Think it's keen to be green? Not if you're California's Pacific Gas & Electric, according to a recent report.

Utility provider PG&E, in documents filed with the state, is seeking a five percent rate increase for its most energy-efficient customers. The increase is reportedly so the company can give it's highest-volume customers a price break.

"[The] company, with profits up 4.6 percent in the third quarter of this year, said they’re just trying to be fair," California blog Mission Local noted.

“It’s necessary to avoid the continued shifting of costs associated with utility services to a limited set of residential customers,” PG&E spokesperson told blogger Heather Duthie.

That "limited set of residential customers" the company refers to are those who use between 131 and 300 percent of average customers, Mission Local added. Under the proposal, they can expect future savings between 2.5 and 5.7 percent on their electric rates.

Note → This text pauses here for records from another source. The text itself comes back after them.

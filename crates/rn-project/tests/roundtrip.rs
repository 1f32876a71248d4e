use rn_core::{CableMode, CircuitKind, Pole};
use rn_graph::RelayState;
use rn_project::schema::*;
use rn_project::{
    build_session, load, load_json, load_yaml, save, save_json, save_yaml, snapshot, validate_panel,
    ProjectError, ValidationError,
};

fn node(id: &str, kind: NodeKindDef) -> NodeDef {
    NodeDef {
        id: id.to_string(),
        name: id.to_uppercase(),
        kind,
    }
}

fn end(node: &str, contact: usize) -> Option<CableEndDef> {
    Some(CableEndDef {
        node: node.to_string(),
        contact,
        poles: Pole::BOTH.to_vec(),
        passthrough: vec![],
    })
}

fn cable(id: &str, a: Option<CableEndDef>, b: Option<CableEndDef>) -> CableDef {
    CableDef {
        id: id.to_string(),
        mode: CableMode::BifilarBoth,
        a,
        b,
    }
}

fn coil_loop() -> PanelDoc {
    let mut doc = PanelDoc::new("Coil loop");
    doc.relays.push(RelayDef {
        id: "r1".to_string(),
        name: "R1".to_string(),
        normally_up: false,
    });
    doc.nodes = vec![
        node("b1", NodeKindDef::PowerSource { enabled: true }),
        node("s1", NodeKindDef::Switch { on: true }),
        node(
            "c1",
            NodeKindDef::RelayCoil {
                relay: Some("r1".to_string()),
                relay_type: CoilTypeDef::Normal,
                second_contact: false,
                delay_up_ms: 0,
                delay_down_ms: 0,
            },
        ),
    ];
    doc.cables = vec![
        cable("k1", end("b1", 0), end("s1", 0)),
        cable("k2", end("s1", 1), end("c1", 0)),
    ];
    doc
}

#[test]
fn roundtrip_yaml_empty_panel() {
    let doc = PanelDoc::new("Empty");
    validate_panel(&doc).unwrap();

    let path = std::env::temp_dir().join("rn_project_roundtrip_empty.yaml");
    save_yaml(&path, &doc).unwrap();
    let loaded = load_yaml(&path).unwrap();

    assert_eq!(doc, loaded);
}

#[test]
fn roundtrip_yaml_coil_loop() {
    let doc = coil_loop();
    let path = std::env::temp_dir().join("rn_project_roundtrip_coil_loop.yaml");
    save_yaml(&path, &doc).unwrap();
    assert_eq!(doc, load_yaml(&path).unwrap());
}

#[test]
fn roundtrip_json_coil_loop() {
    let doc = coil_loop();
    let path = std::env::temp_dir().join("rn_project_roundtrip_coil_loop.json");
    save_json(&path, &doc).unwrap();
    assert_eq!(doc, load_json(&path).unwrap());
}

#[test]
fn format_follows_the_extension() {
    let doc = coil_loop();
    let path = std::env::temp_dir().join("rn_project_dispatch.yml");
    save(&path, &doc).unwrap();
    assert_eq!(doc, load(&path).unwrap());

    let bad = std::env::temp_dir().join("rn_project_dispatch.toml");
    assert!(matches!(
        save(&bad, &doc),
        Err(ProjectError::UnsupportedFormat { .. })
    ));
}

#[test]
fn built_loop_pulls_its_relay_up() {
    let (mut session, handles) = build_session(&coil_loop()).unwrap();
    session.verify().unwrap();
    assert_eq!(session.circuits().count(CircuitKind::Closed), 1);
    let r1 = handles.relay("r1").unwrap();
    assert_eq!(session.relay(r1).unwrap().state(), RelayState::Up);

    let s1 = handles.node("s1").unwrap();
    session.set_switch_on(s1, false).unwrap();
    assert_eq!(session.relay(r1).unwrap().state(), RelayState::Down);
}

#[test]
fn snapshot_reflects_live_state() {
    let doc = coil_loop();
    let (mut session, handles) = build_session(&doc).unwrap();
    assert_eq!(snapshot(&doc.name, &session, &handles), doc);

    let s1 = handles.node("s1").unwrap();
    session.set_switch_on(s1, false).unwrap();
    let snap = snapshot(&doc.name, &session, &handles);
    assert_eq!(snap.nodes[1].kind, NodeKindDef::Switch { on: false });
    assert_eq!(snap.cables, doc.cables);
}

#[test]
fn disabled_source_builds_idle() {
    let mut doc = coil_loop();
    doc.nodes[0].kind = NodeKindDef::PowerSource { enabled: false };
    let (session, _) = build_session(&doc).unwrap();
    assert!(session.circuits().is_empty());
    assert!(session.network().is_idle());
}

#[test]
fn single_pole_end_leaves_the_loop_open() {
    let mut doc = coil_loop();
    if let Some(end) = doc.cables[1].b.as_mut() {
        end.poles = vec![Pole::First];
    }
    let (session, handles) = build_session(&doc).unwrap();
    session.verify().unwrap();
    assert_eq!(session.circuits().count(CircuitKind::Closed), 0);
    let r1 = handles.relay("r1").unwrap();
    assert_eq!(session.relay(r1).unwrap().state(), RelayState::Down);
}

fn assert_invalid(doc: &PanelDoc) {
    match validate_panel(doc) {
        Err(ValidationError::InvalidValue { .. }) => {}
        other => panic!("expected an invalid value, got {other:?}"),
    }
}

#[test]
fn duplicate_ids_are_rejected() {
    let mut doc = coil_loop();
    doc.nodes.push(node("s1", NodeKindDef::Switch { on: false }));
    assert!(matches!(
        validate_panel(&doc),
        Err(ValidationError::DuplicateId { .. })
    ));
}

#[test]
fn dangling_references_are_rejected() {
    let mut doc = coil_loop();
    doc.relays.clear();
    assert!(matches!(
        validate_panel(&doc),
        Err(ValidationError::MissingReference { .. })
    ));

    let mut doc = coil_loop();
    doc.cables.push(cable("k3", end("nowhere", 0), None));
    assert!(matches!(
        validate_panel(&doc),
        Err(ValidationError::MissingReference { .. })
    ));
}

#[test]
fn newer_versions_are_rejected() {
    let mut doc = coil_loop();
    doc.version = LATEST_VERSION + 1;
    assert!(matches!(
        validate_panel(&doc),
        Err(ValidationError::UnsupportedVersion { .. })
    ));
}

#[test]
fn bad_wiring_is_rejected() {
    // Out of range contact.
    let mut doc = coil_loop();
    doc.cables[0].b = end("s1", 2);
    assert_invalid(&doc);

    // Second coil contact without `second_contact`.
    let mut doc = coil_loop();
    doc.cables.push(cable("k3", end("c1", 1), None));
    assert_invalid(&doc);

    // Contact bound by two cable ends.
    let mut doc = coil_loop();
    doc.cables.push(cable("k3", end("s1", 0), None));
    assert_invalid(&doc);

    // Passthrough on a plain switch.
    let mut doc = coil_loop();
    if let Some(end) = doc.cables[0].b.as_mut() {
        end.passthrough = vec![Pole::First];
    }
    assert_invalid(&doc);

    // Junction contact 0 cannot be disabled.
    let mut doc = coil_loop();
    doc.nodes.push(node(
        "j1",
        NodeKindDef::Junction {
            disabled_contact: Some(0),
        },
    ));
    assert_invalid(&doc);
}

#[test]
fn invalid_panels_do_not_build() {
    let mut doc = coil_loop();
    doc.cables[1].a = end("s1", 0);
    assert!(matches!(
        build_session(&doc),
        Err(ProjectError::Validation(_))
    ));
}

Meanwhile, the company is promoting energy efficiency through its residential Web portal, even launching a flash-based renewable energy promotion on the domain

If approved by the California Public Utilities Commission, the rate increases for energy efficient users would take effect on Jan. 10, 2010.

The Utility Reform Network, otherwise known to Californians as TURN, filed a protest on Thursday with the utilities commission, objecting to the rate increases.

When PG&E went bankrupt in 2001, the company was carrying over $9 billion in debt and had listed assets of up to $36 billion.